FROM THE "ITALIAN CRUCIBLE":
A POLITICAL LESSON OF INTERNATIONAL SIGNIFICANCE
Italy's political autumn is opening with a "tit-for-tat": on
the one hand, there are the demonstrations of Umberto Bossi's Lega Nord (which has
by now become the leading "workers' party" in Northern Italy) against the
Italian Cgil -Cisl-Uil Trade Union Confederation and in support of the secession of
"Padania"; on the other, the counter-demonstrations of the unions and the
"left" in general, which are more or less explicitly in defence of the national
bourgeois state.
At the time of writing, we are in no position to predict the degree of support that will
be given to these different initiatives, but one thing is certain: the fact that the
proletariat of the different parts of Italy are gathering behind different banners means
that there is a risk that they will end up fighting among themselves, to the
advantage of the forthcoming settlement of accounts between the capitalist forces dividing
the Italian bourgeoisie and the Italian State.

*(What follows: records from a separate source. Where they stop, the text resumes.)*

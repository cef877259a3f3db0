use crate::config::RenderConfig;
use crate::registry::SuspenseRoot;
use crate::session::RequestSession;
use core_types::{BoundaryIndex, RequestId};
use std::cell::Cell;
use std::fmt;
use std::rc::Rc;

/// Render-scoped state handed to components and callbacks.
///
/// Clones share the error-boundary counter and the request session, so a
/// task spawned from a render keeps allocating from the same sequence.
#[derive(Clone, Default)]
pub struct RenderContext {
    config: RenderConfig,
    root: Option<SuspenseRoot>,
    session: Option<Rc<RequestSession>>,
    error_boundaries: Rc<Cell<BoundaryIndex>>,
}

impl RenderContext {
    pub fn new(config: RenderConfig) -> Self {
        Self {
            config,
            ..Self::default()
        }
    }

    pub(crate) fn for_request(
        root: &SuspenseRoot,
        session: Rc<RequestSession>,
        config: RenderConfig,
    ) -> Self {
        Self {
            config,
            root: Some(root.clone()),
            session: Some(session),
            error_boundaries: Rc::default(),
        }
    }

    pub fn config(&self) -> RenderConfig {
        self.config
    }

    pub fn request_id(&self) -> Option<RequestId> {
        self.session.as_ref().map(|session| session.id())
    }

    pub fn suspense_root(&self) -> Option<&SuspenseRoot> {
        self.root.as_ref()
    }

    pub(crate) fn session(&self) -> Option<&Rc<RequestSession>> {
        self.session.as_ref()
    }

    pub fn next_error_boundary(&self) -> BoundaryIndex {
        let index = self.error_boundaries.get();
        self.error_boundaries.set(index + 1);
        index
    }
}

impl fmt::Debug for RenderContext {
    fn fmt(&self, f: &mut fmt::Formatter<'_>) -> fmt::Result {
        f.debug_struct("RenderContext")
            .field("config", &self.config)
            .field("request_id", &self.request_id())
            .field("error_boundaries", &self.error_boundaries.get())
            .finish()
    }
}

#[cfg(test)]
mod tests {
    use super::*;

    #[test]
    fn error_boundary_indices_are_shared_by_clones() {
        let cx = RenderContext::default();
        let other = cx.clone();
        assert_eq!(cx.next_error_boundary(), 0);
        assert_eq!(other.next_error_boundary(), 1);
        assert_eq!(cx.next_error_boundary(), 2);
    }

    #[test]
    fn plain_context_has_no_request() {
        let cx = RenderContext::new(RenderConfig::without_script());
        assert_eq!(cx.request_id(), None);
        assert!(cx.suspense_root().is_none());
        assert!(!cx.config().auto_script);
    }
}
//! The render runtime: one thread owning a suspense root and a local
//! executor. Pages arrive as `Send` builders and are built, walked and
//! streamed on that thread; output leaves as `RenderEvent`s.

use std::io;
use std::thread::{self, JoinHandle};
use std::sync::mpsc::Sender;

use bus::{ChannelSink, PageBuilder, RenderCommand, RenderEvent};
use core_types::RequestId;
use futures::StreamExt;
use futures::channel::mpsc::UnboundedReceiver;
use futures::executor::{LocalPool, LocalSpawner};
use futures::task::LocalSpawnExt;
use html::{RenderConfig, SuspenseRoot, render_to_stream};

#[derive(Clone, Debug)]
pub struct RuntimeConfig {
    pub render: RenderConfig,
    pub thread_name: String,
}

impl Default for RuntimeConfig {
    fn default() -> Self {
        Self {
            render: RenderConfig::default(),
            thread_name: "rivulet-render".to_string(),
        }
    }
}

/// Spawn the render thread. It runs until every command sender is dropped
/// and the streams it started have closed.
///
/// A page whose synchronous walk fails is closed at once; its `Closed`
/// event is followed by a single `Error` event.
pub fn start_render_runtime(
    cmd_rx: UnboundedReceiver<RenderCommand>,
    evt_tx: Sender<RenderEvent>,
    config: RuntimeConfig,
) -> io::Result<JoinHandle<()>> {
    thread::Builder::new()
        .name(config.thread_name.clone())
        .spawn(move || run_runtime(cmd_rx, evt_tx, config))
}

fn run_runtime(
    mut cmd_rx: UnboundedReceiver<RenderCommand>,
    evt_tx: Sender<RenderEvent>,
    config: RuntimeConfig,
) {
    let mut pool = LocalPool::new();
    let spawner = pool.spawner();
    let root = SuspenseRoot::new();
    root.enable();

    pool.run_until(async {
        while let Some(cmd) = cmd_rx.next().await {
            match cmd {
                RenderCommand::Render { request_id, page } => {
                    start_request(&root, &spawner, &evt_tx, config.render, request_id, page);
                }
                RenderCommand::Cancel { request_id } => {
                    let found = root.cancel(request_id);
                    log::debug!(
                        target: "runtime.render",
                        "request {request_id}: cancel (active={found})"
                    );
                }
            }
        }
    });
    // Commands are gone; let in-flight streams finish.
    pool.run();
    log::debug!(target: "runtime.render", "runtime stopped; {} requests left", root.len());
}

fn start_request(
    root: &SuspenseRoot,
    spawner: &LocalSpawner,
    evt_tx: &Sender<RenderEvent>,
    render: RenderConfig,
    request_id: RequestId,
    page: PageBuilder,
) {
    log::debug!(target: "runtime.render", "request {request_id}: render");
    let sink = ChannelSink::new(request_id, evt_tx.clone());
    let stream = match render_to_stream(page(), root, render, Some(request_id), sink) {
        Ok(stream) => stream,
        Err(err) => {
            log::debug!(target: "runtime.render", "request {request_id}: rejected: {err}");
            let _ = evt_tx.send(RenderEvent::Error {
                request_id,
                error: err.to_string(),
            });
            return;
        }
    };
    if let Err(err) = spawner.spawn_local(stream.run()) {
        log::error!(target: "runtime.render", "request {request_id}: spawn failed: {err}");
    }
}

#[cfg(test)]
mod tests {
    use super::*;

    #[test]
    fn default_config_streams_with_bootstrap() {
        let config = RuntimeConfig::default();
        assert!(config.render.auto_script);
        assert_eq!(config.thread_name, "rivulet-render");
    }
}
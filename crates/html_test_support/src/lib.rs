//! Test helpers for the render engine: a model of the client patch script,
//! golden case loading and readable diffs.

pub mod fixtures;
pub mod replay;

pub use replay::ClientDocument;

/// Make control characters and quotes visible in assertion output.
pub fn escape_text(text: &str) -> String {
    let mut out = String::with_capacity(text.len());
    for ch in text.chars() {
        match ch {
            '\\' => out.push_str("\\\\"),
            '"' => out.push_str("\\\""),
            '\n' => out.push_str("\\n"),
            '\r' => out.push_str("\\r"),
            '\t' => out.push_str("\\t"),
            ch if ch < ' ' => {
                use std::fmt::Write;
                let _ = write!(&mut out, "\\u{{{:02X}}}", ch as u32);
            }
            _ => out.push(ch),
        }
    }
    out
}

/// Split markup after every `>` so diffs point at the offending tag.
pub fn markup_lines(markup: &str) -> Vec<String> {
    markup
        .split_inclusive('>')
        .map(escape_text)
        .collect()
}

/// Describe the first mismatching line with two lines of context.
pub fn diff_lines(expected: &[String], actual: &[String]) -> String {
    use std::fmt::Write;
    fn line(lines: &[String], i: usize) -> &str {
        lines.get(i).map_or("<missing>", String::as_str)
    }
    let max = expected.len().max(actual.len());
    let mut out = String::new();

    match (0..max).find(|&i| line(expected, i) != line(actual, i)) {
        Some(i) => {
            let start = i.saturating_sub(2);
            let end = (i + 3).min(max);
            let _ = writeln!(
                &mut out,
                "first mismatch at line {} (showing {}..={}):",
                i + 1,
                start + 1,
                end
            );
            for at in start..end {
                let marker = if at == i { ">" } else { " " };
                let _ = writeln!(&mut out, "{marker} {:>4}  expected: {}", at + 1, line(expected, at));
                let _ = writeln!(&mut out, "{marker} {:>4}    actual: {}", at + 1, line(actual, at));
            }
        }
        None => {
            let _ = writeln!(&mut out, "no mismatch");
        }
    }
    let _ = writeln!(
        &mut out,
        "expected {} lines, actual {} lines",
        expected.len(),
        actual.len()
    );
    out
}

/// Assert two markup strings are equal, printing a tag-level diff.
pub fn assert_markup_eq(expected: &str, actual: &str) {
    if expected != actual {
        panic!(
            "markup differs\n{}",
            diff_lines(&markup_lines(expected), &markup_lines(actual))
        );
    }
}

Given the lack of the class coefficients necessary to overturn the situation, it is probable that the September demonstrations will provide us with a clue of the "new" goods "globalised capital" is preparing to launch on the political market: the reactivated proletariat is to be diverted in the direction of supporting the reactionary bourgeoisie and against other members of the proletariat.
This is a challenge that can be expected not only in Italy, but also
throughout the West: not because the other imperialist countries are facing the same risk
of disgregation as Italy, but because all of them are harbouring the same two
"forces" that are driving the Italian proletariat to the edge of the abyss: the crisis
of the world capitalist system and "reformism".

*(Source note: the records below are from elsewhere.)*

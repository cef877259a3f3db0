//! Incremental UTF-8 decoding for consumers of streamed render output.
//!
//! Sinks may receive byte chunks split at arbitrary offsets (a transport can
//! re-chunk what the serializer wrote). `ChunkDecoder` carries an incomplete
//! multi-byte suffix from one chunk to the next and replaces invalid
//! sequences with U+FFFD so decoding always makes progress.

#[derive(Clone, Debug, Default)]
pub struct ChunkDecoder {
    carry: Vec<u8>,
}

impl ChunkDecoder {
    pub fn new() -> Self {
        Self::default()
    }

    /// Bytes held back because they may start a multi-byte sequence.
    pub fn pending(&self) -> &[u8] {
        &self.carry
    }

    /// Decode `bytes` onto `out`, holding back a trailing partial sequence.
    pub fn push(&mut self, out: &mut String, bytes: &[u8]) {
        if bytes.is_empty() {
            return;
        }
        let mut rest = bytes;

        // The carry is at most 3 bytes; complete it from the head of this
        // chunk before decoding the remainder in place.
        while !self.carry.is_empty() && !rest.is_empty() {
            let want = sequence_len(self.carry[0]);
            if want == 0 {
                out.push('\u{FFFD}');
                self.carry.clear();
                break;
            }
            let missing = want.saturating_sub(self.carry.len());
            if rest.len() < missing {
                self.carry.extend_from_slice(rest);
                return;
            }
            let mut joined = [0u8; 4];
            let held = self.carry.len();
            joined[..held].copy_from_slice(&self.carry);
            joined[held..held + missing].copy_from_slice(&rest[..missing]);
            self.carry.clear();
            self.decode_into(out, &joined[..held + missing]);
            rest = &rest[missing..];
        }

        if !rest.is_empty() {
            self.decode_into(out, rest);
        }
    }

    /// Flush anything still held back, lossily.
    pub fn finish(&mut self, out: &mut String) {
        if self.carry.is_empty() {
            return;
        }
        out.push_str(&String::from_utf8_lossy(&self.carry));
        self.carry.clear();
    }

    fn decode_into(&mut self, out: &mut String, mut bytes: &[u8]) {
        while !bytes.is_empty() {
            let err = match std::str::from_utf8(bytes) {
                Ok(text) => {
                    out.push_str(text);
                    return;
                }
                Err(err) => err,
            };
            let (valid, tail) = bytes.split_at(err.valid_up_to());
            // `valid` is exactly the prefix the decoder accepted.
            if let Ok(text) = std::str::from_utf8(valid) {
                out.push_str(text);
            }
            match err.error_len() {
                Some(bad) => {
                    out.push('\u{FFFD}');
                    bytes = &tail[bad..];
                }
                None => {
                    self.carry.extend_from_slice(tail);
                    return;
                }
            }
        }
    }
}

fn sequence_len(first: u8) -> usize {
    match first {
        0x00..=0x7F => 1,
        0xC2..=0xDF => 2,
        0xE0..=0xEF => 3,
        0xF0..=0xF4 => 4,
        _ => 0,
    }
}

#[cfg(test)]
mod tests {
    use super::ChunkDecoder;

    #[test]
    fn two_byte_char_split_across_chunks() {
        let mut out = String::new();
        let mut decoder = ChunkDecoder::new();

        decoder.push(&mut out, &[0xC3]);
        assert_eq!(out, "");
        assert_eq!(decoder.pending(), &[0xC3]);

        decoder.push(&mut out, &[0x97]);
        assert_eq!(out, "\u{D7}");
        assert!(decoder.pending().is_empty());
    }

    #[test]
    fn carry_completes_then_rest_decodes() {
        let mut out = String::new();
        let mut decoder = ChunkDecoder::new();

        // U+1F600 is F0 9F 98 80.
        decoder.push(&mut out, &[0xF0, 0x9F]);
        decoder.push(&mut out, &[0x98, 0x80, b'<', b'p', b'>']);
        assert_eq!(out, "\u{1F600}<p>");
        assert!(decoder.pending().is_empty());
    }

    #[test]
    fn trailing_partial_is_held_again() {
        let mut out = String::new();
        let mut decoder = ChunkDecoder::new();

        // U+20AC is E2 82 AC.
        decoder.push(&mut out, &[0xE2]);
        decoder.push(&mut out, &[0x82, 0xAC, 0xE2]);
        assert_eq!(out, "\u{20AC}");
        assert_eq!(decoder.pending(), &[0xE2]);
    }

    #[test]
    fn invalid_bytes_become_replacement_chars() {
        let mut out = String::new();
        let mut decoder = ChunkDecoder::new();
        decoder.push(&mut out, &[0xFF, b'a']);
        assert_eq!(out, "\u{FFFD}a");
    }

    #[test]
    fn finish_flushes_incomplete_suffix() {
        let mut out = String::new();
        let mut decoder = ChunkDecoder::new();
        decoder.push(&mut out, &[0xE2, 0x82]);
        decoder.finish(&mut out);
        assert_eq!(out, "\u{FFFD}");
        assert!(decoder.pending().is_empty());
    }
}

The first is spurring governments and industrialists to withdraw the concessions made
during the post-war years and to divide the ranks of the proletariat. The second is
increasingly revealing itself for what it is: an organiser of defeats that leaves
the working class unarmed and defenceless against the blows inflicted upon it by its class
enemies. This has been true in Italy over the last twenty years but also, mutatis
mutandis, throughout the West. And with what result?
The workers are being forced to react because of their material conditions. Given their experience of the failure of the gradualist, in stitution al and parliamentary policies of their traditional political references, they are turning to the "new" right-wing organisations in the hope of having their demands heard. These organisations, on their turn, are trying to mobilise the workers who are fighting to satisfy their own class needs (e.g. to fight a parasitic state) in order to reach their entirely capitalistic objectives.
The increasing dissatisfaction of the proletariat with the State is thus becoming a fundamental means by which the bourgeoisie promotes the relentless regeneration of its own State even in the face of the risk of traumatic ruptures. What the "new" right is seeking is a State that serves not only the dominance of capitalism in general, but also the interests of national or micro-national capitalisms in the increasingly aggressive inter-imperialist competition for world control. The proletarian contribution to this regeneration is also a powerful weapon for disciplining the bourgeoisie itself, as well as its current political representatives, in the same cause -following the historical teachings handed down by fascism.
The other side of the same coin is the fact that the different elements of the proletariat are also being turned against "external proletarian enemies" (the immigrants in France, Germany and Italy; the "southerners" in Italy; the Walloons in Flanders) with the aim of diverting and eviscerating their resurgent antagonism, and making them a manipulable mass for the future. Once again, this is not only true in Italy, with the current rise of the Lega Nord and proliferation of various "southern" or "unitary" leagues, but is also true mutatis mutandis in the France of Le Pen, the Belgium of Vlaams Blok, the USA of Buchanan, etc.
What are the conclusions that can be drawn from all this? That these workers are permanently lost to the proletarian cause? That the revolutionary proletarian struggle is dead and buried for ever? Absolutely not. Even if these "new" right-wing parties manage to induce the activated workers to turn against each other, this will be nothing other than an interlude during which all of the intermediate solutions to the problems on the table will burn themselves out. We will then see the return of the historical alternative: brotherhood between the metropolitan proletariat and the disinherited masses of the oppressed countries, or mutual slaughter! Socialism or barbarity!
All sincere class militants (however few and however isolated) must therefore work as from now: firstly, to reacquire the communist programme and reconstruct a militant international class organisation, and then to reunite the various fragments into which the proletariat is being divided -whatever the bourgeois colour of the groups in which they temporarily find or will find themselves. The task is to detach their proletarian memberships and lead their united reorganisation on the only possible basis of a revolutionary war against capital and for the international dictatorship of the proletariat.